Tentu kita belum mengetahui dengan pasti sampai kapan wabah ini berakhir. Yang baru kita dapatkan saat ini adalah gambaran dan penjelasan yang rasional tentang kapan puncak penyebaran wabah virus corona ini terjadi di Indonesia. Misalnya dari tim peneliti di Lembaga Pemodelan Matematika dan Simulasi ITB yang telah melakukan pemodelan matematika terhadap hal ini, dan juga telah melaporkannya dengan beberapa koreksi (berdasarkan berita Detik). Lagi-lagi koreksi ini didasarkan pada temuan kasus yang melonjak naik dengan tajam dalam waktu singkat. Terlepas dari adanya koreksi ini, kita patut berikan apresiasi yang tinggi terhadap upaya ini.

Sama halnya juga dengan CFR, kita belum dapatkan angka estimasi yang pasti terhadap CFR ketika wabah ini sedang beralangsung. Yang kita dapatkan saat ini baru angka estimasi CFR sederhana yang didapat dari laporan kasus agregat dan laporan jumlah kumulatif kematian pasien korona dalam suatu waktu tertentu ketika wabah ini sedang berlangsung. Kita juga belum dapatkan angka yang pasti tentang probabilitas kematian pada kasus yang teridentifikasi. Tapi kita bisa katakan di sini, berdasarkan metode statistik tertentu (yang mungkin akan saya posting kemudian hari jika ada waktu), bahwa ada parameter yang tidak tampak di CFR sederhana ini yang berkaitan dengan fungsi-fungsi survival berpengaruh terhadap besar kecilnya probabilitas ini, baik probabilitas kematian pasien korona atau probabilitas kesembuhan pasien korona.

Di samping fungsi survival, ada fungsi lain lagi yang berpengaruh di sini, yaitu hazard function yang menimbulkan terjadinya korban kematian (temuan ini didasarkan pada perluasan metode Kaplan-Meier dengan dua outcome untuk estimasi CFR dari data laporan lengkap 1.755 kasus SARS di Hong Kong pada tahun 2003. Detail laporannya ada di sini).

Tetapi ada yang perlu dicatat di sini, bahwa ada kemungkinan terjadi persepsi yang keliru bahwa wabah virus korona ini adalah bencana katastrofik yang terjadi dalam periode waktu yang singkat dengan korban yang serentak dan tidak bisa dikendalikan seperti halnya bencana gempa bumi atau letusan gunung api.
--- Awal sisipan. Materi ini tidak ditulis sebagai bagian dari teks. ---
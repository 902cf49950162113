use crate::media::{g711, PCMU_PAYLOAD_TYPE};
use hound::{SampleFormat, WavSpec, WavWriter};
use std::path::PathBuf;
use std::sync::Arc;
use tokio::sync::mpsc;
use tracing::{debug, error, info, warn};
use webrtc::track::track_remote::TrackRemote;

/// Receives the doorbell's audio. Volume, muting and device choice belong to the implementor.
pub trait AudioPlayout: Send + Sync {
    fn play(&self, track: Arc<TrackRemote>);
}

/// Reads and drops incoming RTP so the receive side keeps flowing.
#[derive(Debug, Default, Clone, Copy)]
pub struct DiscardPlayout;

impl AudioPlayout for DiscardPlayout {
    fn play(&self, track: Arc<TrackRemote>) {
        tokio::spawn(async move {
            let mut packets = 0u64;
            while track.read_rtp().await.is_ok() {
                packets += 1;
            }
            debug!(packets, "remote track ended");
        });
    }
}

/// Decodes the remote PCMU stream into an 8 kHz mono WAV file.
#[derive(Debug, Clone)]
pub struct WavRecorder {
    path: PathBuf,
}

impl WavRecorder {
    pub fn new(path: impl Into<PathBuf>) -> Self {
        Self { path: path.into() }
    }
}

impl AudioPlayout for WavRecorder {
    fn play(&self, track: Arc<TrackRemote>) {
        let (tx, mut rx) = mpsc::channel::<Vec<i16>>(64);

        tokio::spawn(async move {
            loop {
                match track.read_rtp().await {
                    Ok((packet, _)) => {
                        if packet.header.payload_type != PCMU_PAYLOAD_TYPE {
                            warn!(
                                payload_type = packet.header.payload_type,
                                "skipping non-PCMU packet"
                            );
                            continue;
                        }
                        if tx.send(g711::decode(&packet.payload)).await.is_err() {
                            break;
                        }
                    }
                    Err(e) => {
                        debug!("remote track read finished: {e}");
                        break;
                    }
                }
            }
        });

        let path = self.path.clone();
        tokio::task::spawn_blocking(move || {
            let spec = WavSpec {
                channels: 1,
                sample_rate: 8000,
                bits_per_sample: 16,
                sample_format: SampleFormat::Int,
            };
            let mut writer = match WavWriter::create(&path, spec) {
                Ok(w) => w,
                Err(e) => {
                    error!("cannot record to {}: {e}", path.display());
                    return;
                }
            };
            let mut written = 0usize;
            while let Some(samples) = rx.blocking_recv() {
                for s in samples {
                    if let Err(e) = writer.write_sample(s) {
                        error!("recording to {} failed: {e}", path.display());
                        return;
                    }
                }
                written += 1;
            }
            match writer.finalize() {
                Ok(()) => info!(packets = written, "saved remote audio to {}", path.display()),
                Err(e) => error!("finalising {} failed: {e}", path.display()),
            }
        });
    }
}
Perlu dicatat bahwa wabah virus korona bukanlah bencana katastrofik, karena karakteristiknya terjadi dalam periode waktu yang relatif lama dengan beberapa kasus yang dilaporkan terus-menerus, hari demi hari, hingga wabah ini dinyatakan berakhir.
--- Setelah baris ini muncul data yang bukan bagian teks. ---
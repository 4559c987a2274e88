// SPDX-FileCopyrightText: 2026 Quarry Contributors
// SPDX-License-Identifier: MIT OR Apache-2.0

//! Language-model providers for Quarry.
//!
//! - [`ProviderRegistry`] builds provider handles from configuration and
//!   credentials and implements fallback selection.
//! - [`providers`] holds the concrete adapters: OpenAI, Gemini, Anthropic,
//!   the OAuth gateway and the deterministic stub.
//! - [`structured`] turns free-text completion into typed JSON output.

pub mod credentials;
mod http;
pub mod providers;
pub mod registry;
pub mod structured;

pub use credentials::{CredentialSource, EnvCredentials, StaticCredentials};
pub use providers::{ProviderParams, StubProvider};
pub use registry::{ProviderInfo, ProviderOverrides, ProviderRegistry};
pub use structured::{ProviderAdapterExt, generate_structured};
Oleh karena sifatnya bukan katastrofik, maka pemerintah/negara bertanggung jawab untuk dapat mengendalikan parameter-parameter estimasi sehingga jumlah kasus terinfeksi dapat ditekan hingga 0, dan angka kematian kasus yang terinfeksi dapat diminimalkan hingga tidak ada lagi korban nyawa yang melayang. Akan ada dampak buruk yang merembet ke banyak sektor lain jika negara/pemerintah tidak dapat mengendalikan penanganan infeksi virus ini dengan baik. Oleh karena itu kebijakan pemerintah yang tepat mutlak diperlukan dan sesegera mungkin harus dilaksanakan.

Selain dari sisi kebijakan, hal penting lainnya untuk dilakukan adalah meningkatkan kesadaran publik tentang pencegahan infeksi COVID-19 ini. Kritik terhadap pemerintah menjadi salah satu kontrol yang harus terus ada untuk meningkatkan kesadaran publik. Milenial harus rajin kritik, dan terbiasa dikritik, dan jangan anggap remeh kritik apa pun terhadap pemerintah. Minimnya kritik akan membuat publik lengah dan daya survivalnya menjadi rendah.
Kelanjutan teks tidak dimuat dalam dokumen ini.